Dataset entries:
☆ ☆ ☆ ☆

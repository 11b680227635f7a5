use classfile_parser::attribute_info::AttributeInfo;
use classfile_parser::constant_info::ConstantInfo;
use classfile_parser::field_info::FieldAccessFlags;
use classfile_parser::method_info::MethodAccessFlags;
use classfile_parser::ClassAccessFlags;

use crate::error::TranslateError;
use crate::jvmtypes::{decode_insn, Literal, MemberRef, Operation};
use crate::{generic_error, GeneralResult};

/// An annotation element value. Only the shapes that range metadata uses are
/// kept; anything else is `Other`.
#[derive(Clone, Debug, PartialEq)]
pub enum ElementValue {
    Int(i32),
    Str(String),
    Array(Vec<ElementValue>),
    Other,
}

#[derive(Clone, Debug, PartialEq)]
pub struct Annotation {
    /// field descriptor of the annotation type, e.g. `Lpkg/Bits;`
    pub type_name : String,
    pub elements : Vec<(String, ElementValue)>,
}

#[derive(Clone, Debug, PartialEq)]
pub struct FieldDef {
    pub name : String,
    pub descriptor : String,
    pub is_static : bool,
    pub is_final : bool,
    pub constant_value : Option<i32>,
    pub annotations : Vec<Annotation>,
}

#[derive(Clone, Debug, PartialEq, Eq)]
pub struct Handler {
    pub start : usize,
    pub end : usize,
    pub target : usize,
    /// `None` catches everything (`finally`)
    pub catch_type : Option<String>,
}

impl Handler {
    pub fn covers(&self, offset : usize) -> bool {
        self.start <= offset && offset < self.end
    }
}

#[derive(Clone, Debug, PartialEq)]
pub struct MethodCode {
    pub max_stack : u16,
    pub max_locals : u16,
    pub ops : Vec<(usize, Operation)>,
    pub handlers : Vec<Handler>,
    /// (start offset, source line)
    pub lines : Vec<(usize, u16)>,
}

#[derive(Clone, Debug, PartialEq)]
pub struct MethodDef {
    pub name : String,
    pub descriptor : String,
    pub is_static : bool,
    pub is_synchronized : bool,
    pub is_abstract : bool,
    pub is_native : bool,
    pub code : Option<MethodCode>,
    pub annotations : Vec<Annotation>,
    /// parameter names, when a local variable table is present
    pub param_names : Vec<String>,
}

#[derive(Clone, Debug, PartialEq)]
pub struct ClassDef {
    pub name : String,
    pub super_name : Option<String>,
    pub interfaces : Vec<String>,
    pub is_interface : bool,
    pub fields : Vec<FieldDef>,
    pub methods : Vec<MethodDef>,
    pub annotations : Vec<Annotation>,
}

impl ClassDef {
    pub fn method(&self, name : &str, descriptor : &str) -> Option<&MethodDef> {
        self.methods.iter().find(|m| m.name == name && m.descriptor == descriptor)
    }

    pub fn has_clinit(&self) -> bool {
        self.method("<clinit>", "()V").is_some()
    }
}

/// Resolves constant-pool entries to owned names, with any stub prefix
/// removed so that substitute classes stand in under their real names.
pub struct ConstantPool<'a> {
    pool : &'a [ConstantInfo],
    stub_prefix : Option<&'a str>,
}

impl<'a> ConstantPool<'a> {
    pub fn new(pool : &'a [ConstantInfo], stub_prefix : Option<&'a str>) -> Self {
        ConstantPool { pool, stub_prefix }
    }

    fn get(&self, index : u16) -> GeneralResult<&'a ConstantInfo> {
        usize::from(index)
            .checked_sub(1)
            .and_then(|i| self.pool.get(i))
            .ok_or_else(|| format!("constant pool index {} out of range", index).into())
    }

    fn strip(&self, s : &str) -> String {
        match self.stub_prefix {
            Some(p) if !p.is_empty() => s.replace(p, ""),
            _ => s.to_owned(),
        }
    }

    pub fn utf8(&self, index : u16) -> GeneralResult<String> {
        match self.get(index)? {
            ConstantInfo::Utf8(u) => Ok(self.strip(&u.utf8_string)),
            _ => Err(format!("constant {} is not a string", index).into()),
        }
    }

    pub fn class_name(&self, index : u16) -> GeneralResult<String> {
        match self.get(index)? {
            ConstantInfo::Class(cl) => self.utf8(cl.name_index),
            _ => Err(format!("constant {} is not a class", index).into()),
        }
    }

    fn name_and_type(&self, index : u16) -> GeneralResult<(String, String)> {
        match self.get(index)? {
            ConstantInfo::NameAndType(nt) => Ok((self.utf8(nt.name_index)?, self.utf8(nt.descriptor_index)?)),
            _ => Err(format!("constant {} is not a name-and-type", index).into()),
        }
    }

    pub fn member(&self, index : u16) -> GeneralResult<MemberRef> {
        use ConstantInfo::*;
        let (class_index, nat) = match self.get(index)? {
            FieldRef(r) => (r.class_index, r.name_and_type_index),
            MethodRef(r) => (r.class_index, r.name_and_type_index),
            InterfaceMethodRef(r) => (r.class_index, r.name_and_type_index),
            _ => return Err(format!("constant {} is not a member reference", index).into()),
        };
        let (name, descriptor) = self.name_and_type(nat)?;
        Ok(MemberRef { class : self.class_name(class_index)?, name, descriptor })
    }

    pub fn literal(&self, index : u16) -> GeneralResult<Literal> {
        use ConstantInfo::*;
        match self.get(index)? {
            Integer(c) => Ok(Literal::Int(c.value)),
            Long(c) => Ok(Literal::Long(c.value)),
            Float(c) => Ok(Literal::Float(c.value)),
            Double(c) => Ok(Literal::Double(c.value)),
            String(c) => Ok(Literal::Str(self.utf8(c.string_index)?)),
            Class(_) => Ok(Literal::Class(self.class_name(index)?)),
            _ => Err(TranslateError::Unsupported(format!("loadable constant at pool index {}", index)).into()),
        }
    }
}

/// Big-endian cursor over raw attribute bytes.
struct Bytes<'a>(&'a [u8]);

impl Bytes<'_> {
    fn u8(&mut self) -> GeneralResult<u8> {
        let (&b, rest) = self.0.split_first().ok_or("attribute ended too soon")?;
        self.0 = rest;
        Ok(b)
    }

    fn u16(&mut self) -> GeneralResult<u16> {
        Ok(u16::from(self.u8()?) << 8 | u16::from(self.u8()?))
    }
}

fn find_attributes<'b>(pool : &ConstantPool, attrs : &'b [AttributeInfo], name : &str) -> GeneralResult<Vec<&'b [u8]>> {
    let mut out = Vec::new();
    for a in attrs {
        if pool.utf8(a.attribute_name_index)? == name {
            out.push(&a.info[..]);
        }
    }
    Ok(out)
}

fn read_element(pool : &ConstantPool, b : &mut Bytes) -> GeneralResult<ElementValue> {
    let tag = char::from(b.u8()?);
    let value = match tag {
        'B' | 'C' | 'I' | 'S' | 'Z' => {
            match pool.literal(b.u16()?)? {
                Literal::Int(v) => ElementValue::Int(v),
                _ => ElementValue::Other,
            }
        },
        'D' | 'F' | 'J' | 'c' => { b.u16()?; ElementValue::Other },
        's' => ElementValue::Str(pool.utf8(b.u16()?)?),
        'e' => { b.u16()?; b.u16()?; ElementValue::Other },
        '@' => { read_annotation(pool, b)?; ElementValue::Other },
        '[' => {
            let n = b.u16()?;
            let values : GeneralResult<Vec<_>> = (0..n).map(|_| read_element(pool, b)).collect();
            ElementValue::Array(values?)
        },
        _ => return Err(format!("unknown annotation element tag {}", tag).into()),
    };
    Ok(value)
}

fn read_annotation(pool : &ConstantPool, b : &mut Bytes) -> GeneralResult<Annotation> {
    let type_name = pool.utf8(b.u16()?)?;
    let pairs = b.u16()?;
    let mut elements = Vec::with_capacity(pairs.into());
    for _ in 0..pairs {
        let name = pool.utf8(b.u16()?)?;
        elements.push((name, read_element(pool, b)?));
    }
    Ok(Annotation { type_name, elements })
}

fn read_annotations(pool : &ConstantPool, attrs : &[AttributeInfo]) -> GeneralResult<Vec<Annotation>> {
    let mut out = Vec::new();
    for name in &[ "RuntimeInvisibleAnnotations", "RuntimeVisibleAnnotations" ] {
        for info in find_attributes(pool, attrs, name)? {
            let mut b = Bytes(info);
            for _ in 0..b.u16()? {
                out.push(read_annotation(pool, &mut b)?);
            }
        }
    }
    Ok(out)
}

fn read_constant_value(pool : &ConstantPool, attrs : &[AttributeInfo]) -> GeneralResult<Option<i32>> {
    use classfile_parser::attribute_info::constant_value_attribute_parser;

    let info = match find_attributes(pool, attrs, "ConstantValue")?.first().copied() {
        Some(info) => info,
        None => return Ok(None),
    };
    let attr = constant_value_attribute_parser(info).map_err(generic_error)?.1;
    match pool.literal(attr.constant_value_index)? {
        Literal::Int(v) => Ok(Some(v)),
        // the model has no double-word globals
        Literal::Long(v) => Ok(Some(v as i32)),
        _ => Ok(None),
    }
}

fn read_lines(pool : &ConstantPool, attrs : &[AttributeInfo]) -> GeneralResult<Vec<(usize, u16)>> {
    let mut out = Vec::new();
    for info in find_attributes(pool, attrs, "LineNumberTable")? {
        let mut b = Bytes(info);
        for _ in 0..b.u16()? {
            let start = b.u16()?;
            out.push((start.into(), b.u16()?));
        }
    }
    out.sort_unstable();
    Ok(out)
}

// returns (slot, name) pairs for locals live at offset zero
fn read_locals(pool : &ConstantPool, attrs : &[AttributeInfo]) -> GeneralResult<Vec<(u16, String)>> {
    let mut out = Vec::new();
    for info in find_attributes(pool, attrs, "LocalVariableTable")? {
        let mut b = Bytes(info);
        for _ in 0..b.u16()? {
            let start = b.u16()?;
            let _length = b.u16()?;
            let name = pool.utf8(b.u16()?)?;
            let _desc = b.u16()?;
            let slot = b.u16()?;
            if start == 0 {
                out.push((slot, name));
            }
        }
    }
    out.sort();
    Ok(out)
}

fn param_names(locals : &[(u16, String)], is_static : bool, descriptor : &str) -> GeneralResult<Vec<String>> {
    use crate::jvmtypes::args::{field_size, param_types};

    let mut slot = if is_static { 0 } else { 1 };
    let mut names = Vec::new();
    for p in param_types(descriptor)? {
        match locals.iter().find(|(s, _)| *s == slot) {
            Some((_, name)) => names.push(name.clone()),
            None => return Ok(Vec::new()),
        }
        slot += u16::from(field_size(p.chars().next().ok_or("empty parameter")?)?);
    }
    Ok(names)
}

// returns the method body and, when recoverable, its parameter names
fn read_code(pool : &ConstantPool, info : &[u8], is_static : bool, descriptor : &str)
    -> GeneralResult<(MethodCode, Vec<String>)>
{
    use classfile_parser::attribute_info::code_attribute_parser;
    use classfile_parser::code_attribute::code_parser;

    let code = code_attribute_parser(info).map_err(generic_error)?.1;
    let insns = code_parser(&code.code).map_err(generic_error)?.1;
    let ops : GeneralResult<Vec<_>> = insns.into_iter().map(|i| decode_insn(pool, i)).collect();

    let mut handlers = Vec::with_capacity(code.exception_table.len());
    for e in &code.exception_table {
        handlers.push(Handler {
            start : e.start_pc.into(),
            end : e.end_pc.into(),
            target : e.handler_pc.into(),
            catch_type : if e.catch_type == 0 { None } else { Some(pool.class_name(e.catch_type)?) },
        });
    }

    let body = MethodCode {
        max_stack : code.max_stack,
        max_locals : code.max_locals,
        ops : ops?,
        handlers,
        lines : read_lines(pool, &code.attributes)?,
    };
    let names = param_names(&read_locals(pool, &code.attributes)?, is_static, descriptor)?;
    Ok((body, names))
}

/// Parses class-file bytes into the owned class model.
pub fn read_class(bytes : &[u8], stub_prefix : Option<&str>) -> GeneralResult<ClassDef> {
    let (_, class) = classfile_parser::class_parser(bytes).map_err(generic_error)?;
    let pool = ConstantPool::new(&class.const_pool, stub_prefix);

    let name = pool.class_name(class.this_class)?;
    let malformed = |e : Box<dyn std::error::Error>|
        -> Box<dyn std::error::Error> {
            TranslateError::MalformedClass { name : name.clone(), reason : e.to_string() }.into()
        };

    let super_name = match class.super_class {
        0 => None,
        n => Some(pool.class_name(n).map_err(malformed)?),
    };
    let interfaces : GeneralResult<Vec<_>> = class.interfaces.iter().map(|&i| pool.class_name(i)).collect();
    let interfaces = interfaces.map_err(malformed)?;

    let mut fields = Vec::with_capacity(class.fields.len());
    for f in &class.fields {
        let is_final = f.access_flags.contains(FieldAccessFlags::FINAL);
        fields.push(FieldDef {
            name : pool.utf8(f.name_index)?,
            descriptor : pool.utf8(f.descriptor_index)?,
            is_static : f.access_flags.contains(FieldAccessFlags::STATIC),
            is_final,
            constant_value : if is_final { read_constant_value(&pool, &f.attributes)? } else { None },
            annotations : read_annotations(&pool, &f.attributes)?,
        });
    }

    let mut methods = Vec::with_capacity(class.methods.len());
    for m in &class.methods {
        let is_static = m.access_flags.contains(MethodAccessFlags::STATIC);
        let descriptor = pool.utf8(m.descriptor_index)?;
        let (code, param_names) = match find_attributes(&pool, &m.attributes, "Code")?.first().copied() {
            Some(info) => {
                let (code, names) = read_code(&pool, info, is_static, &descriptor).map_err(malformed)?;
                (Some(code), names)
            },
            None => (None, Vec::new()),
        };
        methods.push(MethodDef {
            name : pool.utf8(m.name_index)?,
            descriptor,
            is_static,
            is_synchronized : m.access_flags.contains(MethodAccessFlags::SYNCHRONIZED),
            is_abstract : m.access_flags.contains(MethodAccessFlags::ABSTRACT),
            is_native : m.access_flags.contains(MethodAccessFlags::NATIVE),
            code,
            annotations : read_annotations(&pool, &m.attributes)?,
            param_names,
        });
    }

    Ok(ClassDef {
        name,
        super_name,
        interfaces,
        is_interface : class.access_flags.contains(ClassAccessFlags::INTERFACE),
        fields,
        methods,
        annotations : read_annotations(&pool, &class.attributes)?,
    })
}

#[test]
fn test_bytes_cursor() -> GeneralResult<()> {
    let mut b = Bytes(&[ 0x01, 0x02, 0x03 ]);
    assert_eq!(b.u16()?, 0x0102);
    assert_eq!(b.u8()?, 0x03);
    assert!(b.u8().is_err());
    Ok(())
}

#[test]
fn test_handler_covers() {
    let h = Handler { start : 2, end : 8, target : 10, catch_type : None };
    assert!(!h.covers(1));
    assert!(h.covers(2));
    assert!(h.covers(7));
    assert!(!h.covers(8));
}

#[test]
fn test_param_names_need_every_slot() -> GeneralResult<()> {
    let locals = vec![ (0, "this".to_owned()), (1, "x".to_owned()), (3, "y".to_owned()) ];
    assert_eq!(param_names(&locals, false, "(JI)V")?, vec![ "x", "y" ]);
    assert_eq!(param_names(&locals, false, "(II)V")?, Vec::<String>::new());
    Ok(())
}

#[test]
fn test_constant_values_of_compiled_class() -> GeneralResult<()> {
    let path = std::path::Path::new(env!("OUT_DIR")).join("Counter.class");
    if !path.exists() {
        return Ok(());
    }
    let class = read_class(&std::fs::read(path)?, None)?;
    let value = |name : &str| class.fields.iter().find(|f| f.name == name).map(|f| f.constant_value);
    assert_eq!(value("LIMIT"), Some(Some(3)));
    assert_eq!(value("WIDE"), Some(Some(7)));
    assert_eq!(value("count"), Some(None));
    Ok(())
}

☆ ☆ ☆ ☆

Instructions for the task
Having output the line that contains "offset, source line)", stop. Every line before it, back to the first line of the data, must be reproduced exactly.

Your solution
repository 11b680227635f7a5
use classfile_parser::attribute_info::AttributeInfo;
use classfile_parser::constant_info::ConstantInfo;
use classfile_parser::field_info::FieldAccessFlags;
use classfile_parser::method_info::MethodAccessFlags;
use classfile_parser::ClassAccessFlags;

use crate::error::TranslateError;
use crate::jvmtypes::{decode_insn, Literal, MemberRef, Operation};
use crate::{generic_error, GeneralResult};

/// An annotation element value. Only the shapes that range metadata uses are
/// kept; anything else is `Other`.
#[derive(Clone, Debug, PartialEq)]
pub enum ElementValue {
    Int(i32),
    Str(String),
    Array(Vec<ElementValue>),
    Other,
}

#[derive(Clone, Debug, PartialEq)]
pub struct Annotation {
    /// field descriptor of the annotation type, e.g. `Lpkg/Bits;`
    pub type_name : String,
    pub elements : Vec<(String, ElementValue)>,
}

#[derive(Clone, Debug, PartialEq)]
pub struct FieldDef {
    pub name : String,
    pub descriptor : String,
    pub is_static : bool,
    pub is_final : bool,
    pub constant_value : Option<i32>,
    pub annotations : Vec<Annotation>,
}

#[derive(Clone, Debug, PartialEq, Eq)]
pub struct Handler {
    pub start : usize,
    pub end : usize,
    pub target : usize,
    /// `None` catches everything (`finally`)
    pub catch_type : Option<String>,
}

impl Handler {
    pub fn covers(&self, offset : usize) -> bool {
        self.start <= offset && offset < self.end
    }
}

#[derive(Clone, Debug, PartialEq)]
pub struct MethodCode {
    pub max_stack : u16,
    pub max_locals : u16,
    pub ops : Vec<(usize, Operation)>,
    pub handlers : Vec<Handler>,
    /// (start offset, source line)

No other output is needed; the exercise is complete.